The Court’s Responsibility After Setting Aside a Verdict

When a court grants a defendant’s motion to set aside a verdict for a legal error that occurred on the record, it must take the same legal action that an appellate court would take if it reversed the judgment of the trial court on those grounds. The court’s action depends on the error alleged to have occurred at the trial. If the defendant alleged and the court found, for example, erroneous jury instructions or some other error that prejudiced the defendant, the court can order a new trial. If the defendant alleges and the court finds that the evidence was insufficient to support the verdict against the defendant, it must dismiss the accusatory instrument (the indictment, information, or complaint). Having the charge or charges dismissed is a significant victory for the defendant.
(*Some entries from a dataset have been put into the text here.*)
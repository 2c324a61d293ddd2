//! Category service.

use chrono::Utc;
use fixit_common::{AppError, AppResult, IdGenerator};
use fixit_db::entities::category::{self, DEFAULT_COLOR, DEFAULT_ICON};
use serde::Deserialize;
use validator::Validate;

use crate::{
    policy::{self, Action, Actor},
    store::CategoryStoreRef,
    validation,
};

const NAME_TAKEN: &str = "Category with this name already exists";

/// Seeded into an empty category table: `(name, description, icon, color)`.
pub const DEFAULT_CATEGORIES: [(&str, &str, &str, &str); 7] = [
    ("mess", "Mess related complaints", "fas fa-utensils", "#ff9800"),
    ("internet", "Internet connectivity issues", "fas fa-wifi", "#2196f3"),
    ("water", "Water supply issues", "fas fa-tint", "#00bcd4"),
    ("electricity", "Electrical problems", "fas fa-bolt", "#ffeb3b"),
    ("room_maintenance", "Room maintenance issues", "fas fa-home", "#4caf50"),
    ("security", "Security concerns", "fas fa-shield-alt", "#f44336"),
    ("other", "Other issues", "fas fa-tools", "#9e9e9e"),
];

/// Input for creating a category.
#[derive(Debug, Default, Deserialize, Validate)]
#[serde(default)]
pub struct CreateCategoryInput {
    #[validate(custom(function = "validation::not_blank", message = "Category name is required"))]
    pub name: String,

    pub description: Option<String>,

    pub icon: Option<String>,

    pub color: Option<String>,
}

/// Partial category update.
#[derive(Debug, Default, Deserialize, Validate)]
#[serde(rename_all = "camelCase", default)]
pub struct UpdateCategoryInput {
    #[validate(custom(function = "validation::not_blank", message = "Category name cannot be empty"))]
    pub name: Option<String>,

    pub description: Option<String>,

    pub icon: Option<String>,

    pub color: Option<String>,

    pub is_active: Option<bool>,
}

/// Category service for business logic.
#[derive(Clone)]
pub struct CategoryService {
    categories: CategoryStoreRef,
    id_gen: IdGenerator,
}

impl CategoryService {
    /// Create a new category service.
    #[must_use]
    pub const fn new(categories: CategoryStoreRef) -> Self {
        Self {
            categories,
            id_gen: IdGenerator::new(),
        }
    }

    /// Active categories sorted by name. Open to anyone signed in.
    pub async fn list_active(&self) -> AppResult<Vec<category::Model>> {
        self.categories.active_categories().await
    }

    /// Create a category.
    pub async fn create(
        &self,
        actor: &Actor,
        input: CreateCategoryInput,
    ) -> AppResult<category::Model> {
        policy::authorize(actor, Action::ManageCategories, None)?;
        input.validate()?;

        let name = input.name.trim().to_string();
        self.ensure_name_free(&name, None).await?;

        let now = Utc::now();
        let model = category::Model {
            id: self.id_gen.generate(),
            name,
            description: validation::trimmed(input.description.as_deref()),
            icon: validation::trimmed(input.icon.as_deref())
                .unwrap_or_else(|| DEFAULT_ICON.to_string()),
            color: validation::trimmed(input.color.as_deref())
                .unwrap_or_else(|| DEFAULT_COLOR.to_string()),
            is_active: true,
            created_at: now,
            updated_at: now,
        };

        let category = self.categories.insert_category(model).await?;
        tracing::info!(category_id = %category.id, name = %category.name, "Category created");
        Ok(category)
    }

    /// Update a category. Absent fields are left alone.
    pub async fn update(
        &self,
        actor: &Actor,
        id: &str,
        input: UpdateCategoryInput,
    ) -> AppResult<category::Model> {
        policy::authorize(actor, Action::ManageCategories, None)?;
        input.validate()?;

        let mut category = self.load(id).await?;

        if let Some(name) = validation::trimmed(input.name.as_deref()) {
            self.ensure_name_free(&name, Some(&category.id)).await?;
            category.name = name;
        }
        if let Some(description) = input.description {
            category.description = validation::trimmed(Some(description.as_str()));
        }
        if let Some(icon) = validation::trimmed(input.icon.as_deref()) {
            category.icon = icon;
        }
        if let Some(color) = validation::trimmed(input.color.as_deref()) {
            category.color = color;
        }
        if let Some(is_active) = input.is_active {
            category.is_active = is_active;
        }
        category.updated_at = Utc::now();

        let category = self.categories.save_category(category).await?;
        tracing::info!(category_id = %category.id, "Category updated");
        Ok(category)
    }

    /// Delete a category.
    pub async fn delete(&self, actor: &Actor, id: &str) -> AppResult<()> {
        policy::authorize(actor, Action::ManageCategories, None)?;

        if !self.categories.delete_category(id).await? {
            return Err(not_found());
        }
        tracing::info!(category_id = %id, "Category deleted");
        Ok(())
    }

    /// Insert the default categories when none exist. Returns how many were added.
    pub async fn seed_defaults(&self) -> AppResult<usize> {
        if self.categories.count_categories().await? > 0 {
            return Ok(0);
        }

        let now = Utc::now();
        for (name, description, icon, color) in DEFAULT_CATEGORIES {
            self.categories
                .insert_category(category::Model {
                    id: self.id_gen.generate(),
                    name: name.to_string(),
                    description: Some(description.to_string()),
                    icon: icon.to_string(),
                    color: color.to_string(),
                    is_active: true,
                    created_at: now,
                    updated_at: now,
                })
                .await?;
        }

        tracing::info!(count = DEFAULT_CATEGORIES.len(), "Seeded default categories");
        Ok(DEFAULT_CATEGORIES.len())
    }

    async fn ensure_name_free(&self, name: &str, own_id: Option<&str>) -> AppResult<()> {
        match self.categories.find_category_by_name(name).await? {
            Some(existing) if Some(existing.id.as_str()) != own_id => {
                Err(AppError::BadRequest(NAME_TAKEN.to_string()))
            }
            _ => Ok(()),
        }
    }

    async fn load(&self, id: &str) -> AppResult<category::Model> {
        self.categories
            .find_category(id)
            .await?
            .ok_or_else(not_found)
    }
}

fn not_found() -> AppError {
    AppError::NotFound("Category not found".to_string())
}

#[cfg(test)]
#[allow(clippy::unwrap_used)]
mod tests {
    use super::*;
    use crate::{
        memory::MemoryStore,
        test_support::{actor, seed_user, store},
    };
    use fixit_db::entities::user::Role;
    use std::sync::Arc;

    fn service(store: &Arc<MemoryStore>) -> CategoryService {
        CategoryService::new(store.clone())
    }

    fn named(name: &str) -> CreateCategoryInput {
        CreateCategoryInput {
            name: name.to_string(),
            ..Default::default()
        }
    }

    #[tokio::test]
    async fn test_seed_defaults_once() {
        let store = store();
        let svc = service(&store);

        assert_eq!(svc.seed_defaults().await.unwrap(), 7);
        assert_eq!(svc.seed_defaults().await.unwrap(), 0);

        let listed = svc.list_active().await.unwrap();
        let names: Vec<_> = listed.iter().map(|c| c.name.as_str()).collect();
        assert_eq!(
            names,
            [
                "electricity",
                "internet",
                "mess",
                "other",
                "room_maintenance",
                "security",
                "water"
            ]
        );
    }

    #[tokio::test]
    async fn test_create_applies_defaults() {
        let store = store();
        let admin = seed_user(&store, "a1", Role::Admin).await;

        let created = service(&store)
            .create(&actor(&admin), named("  laundry "))
            .await
            .unwrap();

        assert_eq!(created.name, "laundry");
        assert_eq!(created.icon, DEFAULT_ICON);
        assert_eq!(created.color, DEFAULT_COLOR);
        assert!(created.is_active);
    }

    #[tokio::test]
    async fn test_create_rejects_duplicate_and_blank() {
        let store = store();
        let admin = seed_user(&store, "a1", Role::Admin).await;
        let svc = service(&store);
        svc.create(&actor(&admin), named("laundry")).await.unwrap();

        let duplicate = svc.create(&actor(&admin), named("laundry")).await;
        assert!(matches!(duplicate, Err(AppError::BadRequest(msg)) if msg == NAME_TAKEN));

        let blank = svc.create(&actor(&admin), named("   ")).await;
        assert!(matches!(blank, Err(AppError::Validation(_))));
    }

    #[tokio::test]
    async fn test_non_staff_cannot_manage() {
        let store = store();
        let student = seed_user(&store, "s1", Role::Student).await;

        let result = service(&store).create(&actor(&student), named("x")).await;

        assert!(matches!(result, Err(AppError::Forbidden(_))));
    }

    #[tokio::test]
    async fn test_update_and_hide() {
        let store = store();
        let warden = seed_user(&store, "w1", Role::Warden).await;
        let svc = service(&store);
        let created = svc.create(&actor(&warden), named("laundry")).await.unwrap();

        let renamed = svc
            .update(
                &actor(&warden),
                &created.id,
                UpdateCategoryInput {
                    name: Some("laundry room".to_string()),
                    color: Some("#123456".to_string()),
                    ..Default::default()
                },
            )
            .await
            .unwrap();
        assert_eq!(renamed.name, "laundry room");
        assert_eq!(renamed.color, "#123456");
        assert_eq!(renamed.icon, DEFAULT_ICON);

        svc.update(
            &actor(&warden),
            &created.id,
            UpdateCategoryInput {
                is_active: Some(false),
                ..Default::default()
            },
        )
        .await
        .unwrap();
        assert!(svc.list_active().await.unwrap().is_empty());
    }

    #[tokio::test]
    async fn test_rename_onto_other_name_fails() {
        let store = store();
        let admin = seed_user(&store, "a1", Role::Admin).await;
        let svc = service(&store);
        svc.create(&actor(&admin), named("mess")).await.unwrap();
        let water = svc.create(&actor(&admin), named("water")).await.unwrap();

        let result = svc
            .update(
                &actor(&admin),
                &water.id,
                UpdateCategoryInput {
                    name: Some("mess".to_string()),
                    ..Default::default()
                },
            )
            .await;
        assert!(matches!(result, Err(AppError::BadRequest(_))));

        let same_name = svc
            .update(
                &actor(&admin),
                &water.id,
                UpdateCategoryInput {
                    name: Some("water".to_string()),
                    ..Default::default()
                },
            )
            .await;
        assert!(same_name.is_ok());
    }

    #[tokio::test]
    async fn test_delete() {
        let store = store();
        let admin = seed_user(&store, "a1", Role::Admin).await;
        let svc = service(&store);
        let created = svc.create(&actor(&admin), named("laundry")).await.unwrap();

        svc.delete(&actor(&admin), &created.id).await.unwrap();

        assert!(matches!(
            svc.delete(&actor(&admin), &created.id).await,
            Err(AppError::NotFound(_))
        ));
    }
}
If the court sets aside a verdict for juror misconduct, the court will order a new trial. If the defendant demonstrated that newly discovered evidence would probably have changed the outcome of the trial, the court may order a new trial or, with the prosecution’s consent, enter a judgment on a lesser included offense if it is warranted by the evidence.

  1. CPL 330.30: Reasons that Support a Request to Set Aside a Verdict
  2. CPL 330.40: Procedure to Set Aside a Verdict
  3. Similar Motions

Similar Motions

New York criminal procedure provides for other motions that are similar to those permitted by CPL 330.30 and 330.40. These motions have separate timing and substantive requirements.

  • CPL 280.10 allows a defendant to move the trial court, at any time during the trial, for a mistrial when there is an error or a defect in the proceedings or conduct inside or outside of the courtroom that prejudices the defendant and denies him a fair trial.
  • CPL 290.10 permits a defendant to move the trial court, at the conclusion of the prosecutor’s case or at the conclusion of all the evidence but before the verdict, for a “trial order of dismissal” to dismiss any count in an indictment on the ground that the trial evidence is not legally sufficient to establish the offense or any lesser included offense.
  • CPL 440.10 states that a defendant may move the court at any time after the entry of the judgment (following sentencing) to vacate the judgment based on any one of numerous reasons: the court lacked jurisdiction over the defendant; material evidence at trial was false; material evidence was obtained in violation of the defendant’s constitutional rights; or new evidence was discovered since the entry of judgment.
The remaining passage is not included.